State of the WebAssembly runtimes in 2021

There are quite a lot of WebAssembly runtimes around. However, in early 2021, most of them are still in early stage, have been abandoned, or don’t support the full specification or WASI.

That can be easily explained. WebAssembly as a byte code and a memory model specification looks really simple and fun to implement, akin to writing a toy VM for a corewar game.

This is actually how it originally looked. Since then, WebAssembly evolved, and keeps evolving to become a full-fledged platform. Implementing a WebAssembly runtime has become significantly more complicated and time-consuming. Runtimes such as EOS kept the bytecode and chose to build their own ecosystem.

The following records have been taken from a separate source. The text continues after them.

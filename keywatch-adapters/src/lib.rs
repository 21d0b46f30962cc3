//! # keywatch-adapters
//!
//! I/O adapters used by the keywatch monitor.
//!
//! This crate holds everything that talks to the outside world, each behind
//! a small trait so the monitoring core can be driven by stubs in tests:
//!
//! - **Statistics** ([`StatisticsQuerier`]) - validator ratings from the
//!   network API
//! - **Staked keys** ([`KeysFetcher`]) - resolves staking addresses into the
//!   BLS keys they currently have staked
//! - **Notifiers** ([`Notifier`]) - log, Pushover, SMTP e-mail, Slack
//!   and Telegram channels
//! - **Identity lists** - parser for the per-monitor list files
//!
//! ## Quick Start
//!
//! ```rust,no_run
//! use std::sync::Arc;
//! use keywatch_adapters::http::HttpClient;
//! use keywatch_adapters::{StatisticsQuerier, ValidatorStatisticsQuerier};
//! use tokio_util::sync::CancellationToken;
//!
//! #[tokio::main]
//! async fn main() -> Result<(), Box<dyn std::error::Error>> {
//!     let client = HttpClient::builder()
//!         .base_url("https://api.multiversx.com")
//!         .build()?;
//!     let querier = ValidatorStatisticsQuerier::new(Arc::new(client));
//!
//!     let ratings = querier.query(&CancellationToken::new()).await?;
//!     println!("Fetched ratings for {} keys", ratings.len());
//!     Ok(())
//! }
//! ```

pub mod error;
pub mod fetcher;
pub mod http;
pub mod list;
pub mod notifiers;
pub mod statistics;

#[cfg(test)]
pub(crate) mod test_support;

pub use error::AdapterError;
pub use fetcher::{BlsKeysFetcher, KeysFetcher};
pub use list::parse_list_file;
pub use notifiers::{
    LettreMailer, LogNotifier, MailSender, Notifier, PushoverNotifier, SlackNotifier,
    SmtpNotifier, TelegramNotifier,
};
pub use statistics::{StatisticsQuerier, ValidatorStatisticsQuerier};

// Re-export types for convenience
pub use keywatch_types::{IdentityList, OutputMessage, RatingRecord, RatingsMap, Severity};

Meanwhile, ton of improvements were made by already well-established runtimes in the past few months. A good opportunity to run a new round of the libsodium benchmarks to see if major performance changes can be observed.

Older versions of the following runtimes had been tested in the previous rounds:

Additional runtimes for that round:

The following runtimes were considered but couldn’t be used to run the benchmark:

  • InNative: no WASI support
  • fizzly: failed with imported function wasi_snapshot_preview1.poll_oneoff is required

All of these were compiled from their git code on 02/21/2021, in release mode, with the exception of NodeJS, that was installed using the stock precompiled packages. Latest stable Rust, latest Xcode, everything was up-to-date.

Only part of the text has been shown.